- To do
The listing is to be duplicated in full, exactly as written.

(Data provided begins)

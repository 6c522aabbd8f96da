use crate::core::{registry::Registry, wrapper::*};
use common::errors::{NexusNotFound, NodeNotFound, SvcError};
use mbus_api::v0::{Nexus, NexusId, NodeId};
use snafu::OptionExt;

/// Nexus helpers
impl Registry {
    /// Get all nexuses from node `node_id` or from all nodes
    pub(crate) async fn get_node_opt_nexuses(
        &self,
        node_id: Option<NodeId>,
    ) -> Result<Vec<Nexus>, SvcError> {
        match node_id {
            None => Ok(self.get_nexuses().await),
            Some(node_id) => self.get_node_nexuses(&node_id).await,
        }
    }

    /// Get all nexuses from node `node_id`
    pub(crate) async fn get_node_nexuses(
        &self,
        node_id: &NodeId,
    ) -> Result<Vec<Nexus>, SvcError> {
        let node =
            self.get_node_wrapper(node_id).await.context(NodeNotFound {
                node_id: node_id.clone(),
            })?;
        Ok(node.nexuses().await)
    }

    /// Get nexus `nexus_id` from node `node_id`
    pub(crate) async fn get_node_nexus(
        &self,
        node_id: &NodeId,
        nexus_id: &NexusId,
    ) -> Result<Nexus, SvcError> {
        let node =
            self.get_node_wrapper(node_id).await.context(NodeNotFound {
                node_id: node_id.clone(),
            })?;
        node.nexus(nexus_id).await.context(NexusNotFound {
            nexus_id: nexus_id.clone(),
        })
    }

    /// Get nexus `nexus_id` from any node
    pub(crate) async fn get_nexus(
        &self,
        nexus_id: &NexusId,
    ) -> Result<Nexus, SvcError> {
        let nexuses = self.get_nexuses().await;
        nexuses
            .into_iter()
            .find(|n| &n.uuid == nexus_id)
            .context(NexusNotFound {
                nexus_id: nexus_id.clone(),
            })
    }

    /// Get all nexuses from all nodes
    pub(crate) async fn get_nexuses(&self) -> Vec<Nexus> {
        let nodes = self.get_nodes_wrapper().await;
        let mut nexuses = vec![];
        for node in nodes {
            nexuses.extend(node.nexuses().await);
        }
        nexuses
    }
}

(Data provided ends)

- Answer space
repository 6c522aabbd8f96da
use crate::core::{registry::Registry, wrapper::*};
use common::errors::{NexusNotFound, NodeNotFound, SvcError};
use mbus_api::v0::{Nexus, NexusId, NodeId};
use snafu::OptionExt;

/// Nexus helpers
impl Registry {
    /// Get all nexuses from node `node_id` or from all nodes
    pub(crate) async fn get_node_opt_nexuses(
        &self,
        node_id: Option<NodeId>,
    ) -> Result<Vec<Nexus>, SvcError> {
        match node_id {
            None => Ok(self.get_nexuses().await),
            Some(node_id) => self.get_node_nexuses(&node_id).await,
        }
    }

    /// Get all nexuses from node `node_id`
    pub(crate) async fn get_node_nexuses(
        &self,
        node_id: &NodeId,
    ) -> Result<Vec<Nexus>, SvcError> {
        let node =
            self.get_node_wrapper(node_id).await.context(NodeNotFound {
                node_id: node_id.clone(),
            })?;
        Ok(node.nexuses().await)
    }

    /// Get nexus `nexus_id` from node `node_id`
    pub(crate) async fn get_node_nexus(
        &self,
        node_id: &NodeId,
        nexus_id: &NexusId,
    ) -> Result<Nexus, SvcError> {
        let node =
            self.get_node_wrapper(node_id).await.context(NodeNotFound {
                node_id: node_id.clone(),
            })?;
        node.nexus(nexus_id).await.context(NexusNotFound {
            nexus_id: nexus_id.clone(),
        })
    }

    /// Get nexus `nexus_id` from any node
    pub(crate) async fn get_nexus(
        &self,
        nexus_id: &NexusId,
    ) -> Result<Nexus, SvcError> {
        let nexuses = self.get_nexuses().await;
        nexuses
            .into_iter()
            .find(|n| &n.uuid == nexus_id)
            .context(NexusNotFound {
                nexus_id: nexus_id.clone(),
            })
    }

    /// Get all nexuses from all nodes
    pub(crate) async fn get_nexuses(&self) -> Vec<Nexus> {
        let nodes = self.get_nodes_wrapper().await;
        let mut nexuses = vec![];
        for node in nodes {
            nexuses.extend(node.nexuses().await);
        }
        nexuses
    }
}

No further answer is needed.